**TO DO**
Read through the entries below and copy each line where "LOCATION" turns up.

[Collected data entries]
[Start of Attachment]
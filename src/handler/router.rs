//! Request routing dispatch module
//!
//! Entry point for HTTP request processing: matches method and path, runs the
//! handler, and writes the access log line.

use std::convert::Infallible;
use std::net::SocketAddr;
use std::sync::Arc;
use std::time::Instant;

use http_body_util::Full;
use hyper::body::{Body, Bytes};
use hyper::header::{HeaderName, HeaderValue, CONTENT_LENGTH, REFERER, USER_AGENT};
use hyper::service::Service;
use hyper::{Method, Request, Response, Version};

use super::chirp::handle_validate_chirp;
use super::health::handle_healthz;
use super::metrics::{handle_metrics, handle_reset};
use super::middleware::{CountHits, StripPrefix};
use super::static_files::FileServer;
use crate::config::AppState;
use crate::http;
use crate::logger::{self, AccessLogEntry};

/// Mount point of the file server
pub const APP_PREFIX: &str = "/app/";

/// Registered endpoints
#[derive(Debug, Clone, Copy, PartialEq, Eq)]
enum Route {
    App,
    AppRedirect,
    Metrics,
    Reset,
    ValidateChirp,
    Healthz,
}

impl Route {
    fn match_path(path: &str) -> Option<Self> {
        match path {
            "/app" => Some(Self::AppRedirect),
            "/metrics" => Some(Self::Metrics),
            "/reset" => Some(Self::Reset),
            "/validate_chirp" => Some(Self::ValidateChirp),
            "/healthz" => Some(Self::Healthz),
            p if p.starts_with(APP_PREFIX) => Some(Self::App),
            _ => None,
        }
    }

    /// Value of the `Allow` header for this route
    const fn allow(self) -> &'static str {
        match self {
            Self::Reset | Self::ValidateChirp => "POST",
            Self::App | Self::AppRedirect | Self::Metrics | Self::Healthz => "GET, HEAD",
        }
    }

    fn accepts(self, method: &Method) -> bool {
        match self.allow() {
            "POST" => method == Method::POST,
            _ => method == Method::GET || method == Method::HEAD,
        }
    }
}

/// Dispatches requests to the endpoint handlers
pub struct Router {
    state: Arc<AppState>,
    files: CountHits<StripPrefix<FileServer>>,
}

impl Router {
    pub fn new(state: Arc<AppState>) -> Self {
        let files = CountHits::new(
            Arc::clone(&state.hits),
            StripPrefix::new(APP_PREFIX, FileServer::new(state.file_root())),
        );
        Self { state, files }
    }

    /// Main entry point for HTTP request handling
    pub async fn handle<B>(
        &self,
        req: Request<B>,
        remote_addr: Option<SocketAddr>,
    ) -> Result<Response<Full<Bytes>>, Infallible>
    where
        B: Body,
        B::Error: Into<Box<dyn std::error::Error + Send + Sync>>,
    {
        let started = Instant::now();
        let is_head = req.method() == Method::HEAD;
        let entry = self
            .state
            .access_log()
            .then(|| start_access_entry(&req, remote_addr));

        let mut response = self.route(req).await;
        if is_head {
            strip_body(&mut response);
        }

        if let Some(mut entry) = entry {
            entry.status = response.status().as_u16();
            entry.body_bytes = response.body().size_hint().exact().unwrap_or(0);
            entry.request_time_us =
                u64::try_from(started.elapsed().as_micros()).unwrap_or(u64::MAX);
            logger::log_access(&entry, &self.state.config.logging.access_log_format);
        }

        Ok(response)
    }

    async fn route<B>(&self, req: Request<B>) -> Response<Full<Bytes>>
    where
        B: Body,
        B::Error: Into<Box<dyn std::error::Error + Send + Sync>>,
    {
        let cleaned = http::path::clean_path(req.uri().path());
        if req.method() != Method::CONNECT && cleaned != req.uri().path() {
            return match req.uri().query() {
                Some(q) => http::build_redirect_response(&format!("{cleaned}?{q}")),
                None => http::build_redirect_response(&cleaned),
            };
        }

        let Some(route) = Route::match_path(req.uri().path()) else {
            return http::build_404_response();
        };

        if !route.accepts(req.method()) {
            return http::build_405_response(route.allow());
        }

        match route {
            Route::App => self
                .files
                .call(req)
                .await
                .unwrap_or_else(|never| match never {}),
            Route::AppRedirect => match req.uri().query() {
                Some(q) => http::build_redirect_response(&format!("{APP_PREFIX}?{q}")),
                None => http::build_redirect_response(APP_PREFIX),
            },
            Route::Metrics => handle_metrics(&self.state.hits),
            Route::Reset => handle_reset(&self.state.hits),
            Route::ValidateChirp => {
                handle_validate_chirp(req.into_body(), self.state.config.http.max_body_size).await
            }
            Route::Healthz => handle_healthz(),
        }
    }
}

/// HEAD gets the GET headers, including the length, and no body
fn strip_body(response: &mut Response<Full<Bytes>>) {
    if let Some(len) = response.body().size_hint().exact() {
        response
            .headers_mut()
            .entry(CONTENT_LENGTH)
            .or_insert_with(|| HeaderValue::from(len));
    }
    *response.body_mut() = Full::new(Bytes::new());
}

fn start_access_entry<B>(req: &Request<B>, remote_addr: Option<SocketAddr>) -> AccessLogEntry {
    let header = |name: HeaderName| {
        req.headers()
            .get(name)
            .and_then(|v| v.to_str().ok())
            .map(ToString::to_string)
    };

    let mut entry = AccessLogEntry::new(
        remote_addr.map_or_else(|| "-".to_string(), |a| a.ip().to_string()),
        req.method().to_string(),
        req.uri().path().to_string(),
    );
    entry.query = req.uri().query().map(ToString::to_string);
    entry.http_version = match req.version() {
        Version::HTTP_09 => "0.9",
        Version::HTTP_10 => "1.0",
        Version::HTTP_2 => "2",
        Version::HTTP_3 => "3",
        _ => "1.1",
    }
    .to_string();
    entry.referer = header(REFERER);
    entry.user_agent = header(USER_AGENT);
    entry
}

#[cfg(test)]
mod tests {
    use super::*;
    use crate::config::Config;
    use http_body_util::BodyExt;
    use hyper::header::{ALLOW, CONTENT_TYPE, LOCATION};
    use hyper::StatusCode;
    use std::path::Path;
    use tempfile::TempDir;

    fn test_router(root: &Path) -> (Router, Arc<AppState>) {
        let mut config = Config::load_from("chirpy-test-no-such-config").unwrap();
        config.files.root = root.display().to_string();
        config.logging.access_log = false;
        let state = Arc::new(AppState::new(config));
        (Router::new(Arc::clone(&state)), state)
    }

    fn site() -> TempDir {
        let dir = TempDir::new().unwrap();
        std::fs::write(dir.path().join("index.html"), "<h1>Chirpy</h1>").unwrap();
        std::fs::write(dir.path().join("logo.png"), [1, 2, 3]).unwrap();
        dir
    }

    async fn send(router: &Router, method: Method, path: &str, body: &str) -> Response<Full<Bytes>> {
        let req = Request::builder()
            .method(method)
            .uri(path)
            .body(Full::new(Bytes::from(body.to_string())))
            .unwrap();
        router.handle(req, None).await.unwrap()
    }

    async fn body_string(resp: Response<Full<Bytes>>) -> String {
        let bytes = resp.into_body().collect().await.unwrap().to_bytes();
        String::from_utf8(bytes.to_vec()).unwrap()
    }

    #[tokio::test]
    async fn test_healthz() {
        let dir = site();
        let (router, _) = test_router(dir.path());

        let resp = send(&router, Method::GET, "/healthz", "").await;
        assert_eq!(resp.status(), StatusCode::OK);
        assert_eq!(resp.headers()[CONTENT_TYPE], "text/plain; charset=utf-8");
        assert_eq!(body_string(resp).await, "OK");
    }

    #[tokio::test]
    async fn test_metrics_after_file_requests() {
        let dir = site();
        let (router, state) = test_router(dir.path());

        let resp = send(&router, Method::GET, "/app/", "").await;
        assert_eq!(body_string(resp).await, "<h1>Chirpy</h1>");
        send(&router, Method::GET, "/app/logo.png", "").await;
        let resp = send(&router, Method::GET, "/app/missing.css", "").await;
        assert_eq!(resp.status(), StatusCode::NOT_FOUND);

        assert_eq!(state.hits.load(), 3);
        let resp = send(&router, Method::GET, "/metrics", "").await;
        assert_eq!(body_string(resp).await, "Hits: 3");
    }

    #[tokio::test]
    async fn test_non_file_routes_do_not_count() {
        let dir = site();
        let (router, state) = test_router(dir.path());

        send(&router, Method::GET, "/healthz", "").await;
        send(&router, Method::GET, "/metrics", "").await;
        send(&router, Method::POST, "/validate_chirp", r#"{"body":"hi"}"#).await;
        send(&router, Method::GET, "/nowhere", "").await;
        send(&router, Method::POST, "/app/logo.png", "").await;

        assert_eq!(state.hits.load(), 0);
    }

    #[tokio::test]
    async fn test_reset() {
        let dir = site();
        let (router, state) = test_router(dir.path());

        send(&router, Method::GET, "/app/logo.png", "").await;
        send(&router, Method::GET, "/app/logo.png", "").await;
        assert_eq!(state.hits.load(), 2);

        let resp = send(&router, Method::POST, "/reset", "").await;
        assert_eq!(resp.status(), StatusCode::OK);
        assert_eq!(body_string(resp).await, "Hits reset to 0");

        let resp = send(&router, Method::GET, "/metrics", "").await;
        assert_eq!(body_string(resp).await, "Hits: 0");
    }

    #[tokio::test]
    async fn test_validate_chirp_scenarios() {
        let dir = site();
        let (router, _) = test_router(dir.path());

        let resp = send(&router, Method::POST, "/validate_chirp", r#"{"body":"hello"}"#).await;
        assert_eq!(resp.status(), StatusCode::OK);
        assert_eq!(body_string(resp).await, "{\"valid\":true}\n");

        let long = format!(r#"{{"body":"{}"}}"#, "a".repeat(141));
        let resp = send(&router, Method::POST, "/validate_chirp", &long).await;
        assert_eq!(resp.status(), StatusCode::BAD_REQUEST);
        assert_eq!(body_string(resp).await, "{\"error\":\"Chirp is too long\"}\n");

        let exact = format!(r#"{{"body":"{}"}}"#, "a".repeat(140));
        let resp = send(&router, Method::POST, "/validate_chirp", &exact).await;
        assert_eq!(resp.status(), StatusCode::OK);
        assert_eq!(body_string(resp).await, "{\"valid\":true}\n");

        let resp = send(&router, Method::POST, "/validate_chirp", "not json").await;
        assert_eq!(resp.status(), StatusCode::BAD_REQUEST);
        assert_eq!(body_string(resp).await, "{\"error\":\"Invalid request body\"}\n");
    }

    #[tokio::test]
    async fn test_wrong_method_is_405() {
        let dir = site();
        let (router, _) = test_router(dir.path());

        let resp = send(&router, Method::POST, "/metrics", "").await;
        assert_eq!(resp.status(), StatusCode::METHOD_NOT_ALLOWED);
        assert_eq!(resp.headers()[ALLOW], "GET, HEAD");

        let resp = send(&router, Method::GET, "/reset", "").await;
        assert_eq!(resp.status(), StatusCode::METHOD_NOT_ALLOWED);
        assert_eq!(resp.headers()[ALLOW], "POST");

        let resp = send(&router, Method::GET, "/validate_chirp", "").await;
        assert_eq!(resp.status(), StatusCode::METHOD_NOT_ALLOWED);
    }

    #[tokio::test]
    async fn test_unknown_path_is_404() {
        let dir = site();
        let (router, _) = test_router(dir.path());

        let resp = send(&router, Method::GET, "/index.html", "").await;
        assert_eq!(resp.status(), StatusCode::NOT_FOUND);
        assert_eq!(body_string(resp).await, "404 page not found\n");
    }

    #[tokio::test]
    async fn test_app_without_slash_redirects() {
        let dir = site();
        let (router, state) = test_router(dir.path());

        let resp = send(&router, Method::GET, "/app", "").await;
        assert_eq!(resp.status(), StatusCode::MOVED_PERMANENTLY);
        assert_eq!(resp.headers()[LOCATION], "/app/");
        assert_eq!(state.hits.load(), 0);
    }

    #[tokio::test]
    async fn test_head_keeps_length_drops_body() {
        let dir = site();
        let (router, _) = test_router(dir.path());

        let resp = send(&router, Method::HEAD, "/healthz", "").await;
        assert_eq!(resp.status(), StatusCode::OK);
        assert_eq!(resp.headers()[CONTENT_LENGTH], "2");
        assert_eq!(body_string(resp).await, "");

        let resp = send(&router, Method::HEAD, "/app/logo.png", "").await;
        assert_eq!(resp.headers()[CONTENT_LENGTH], "3");
        assert_eq!(body_string(resp).await, "");
    }

    #[tokio::test]
    async fn test_unclean_paths_redirect_to_canonical() {
        let dir = site();
        let (router, state) = test_router(dir.path());

        let resp = send(&router, Method::GET, "/app/../healthz", "").await;
        assert_eq!(resp.status(), StatusCode::MOVED_PERMANENTLY);
        assert_eq!(resp.headers()[LOCATION], "/healthz");

        let resp = send(&router, Method::GET, "/app//logo.png?v=1", "").await;
        assert_eq!(resp.status(), StatusCode::MOVED_PERMANENTLY);
        assert_eq!(resp.headers()[LOCATION], "/app/logo.png?v=1");

        let resp = send(&router, Method::POST, "/./validate_chirp", "").await;
        assert_eq!(resp.headers()[LOCATION], "/validate_chirp");

        assert_eq!(state.hits.load(), 0);
    }

    #[test]
    fn test_route_matching() {
        assert_eq!(Route::match_path("/app/"), Some(Route::App));
        assert_eq!(Route::match_path("/app/a/b.css"), Some(Route::App));
        assert_eq!(Route::match_path("/app"), Some(Route::AppRedirect));
        assert_eq!(Route::match_path("/apple"), None);
        assert_eq!(Route::match_path("/metrics/"), None);
        assert!(Route::Healthz.accepts(&Method::HEAD));
        assert!(!Route::Reset.accepts(&Method::GET));
    }
}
[End of Attachment]
**RESULT FOR THIS EXERCISE**
    use hyper::header::{ALLOW, CONTENT_TYPE, LOCATION};
        assert_eq!(resp.headers()[LOCATION], "/app/");
        assert_eq!(resp.headers()[LOCATION], "/healthz");
        assert_eq!(resp.headers()[LOCATION], "/app/logo.png?v=1");
        assert_eq!(resp.headers()[LOCATION], "/validate_chirp");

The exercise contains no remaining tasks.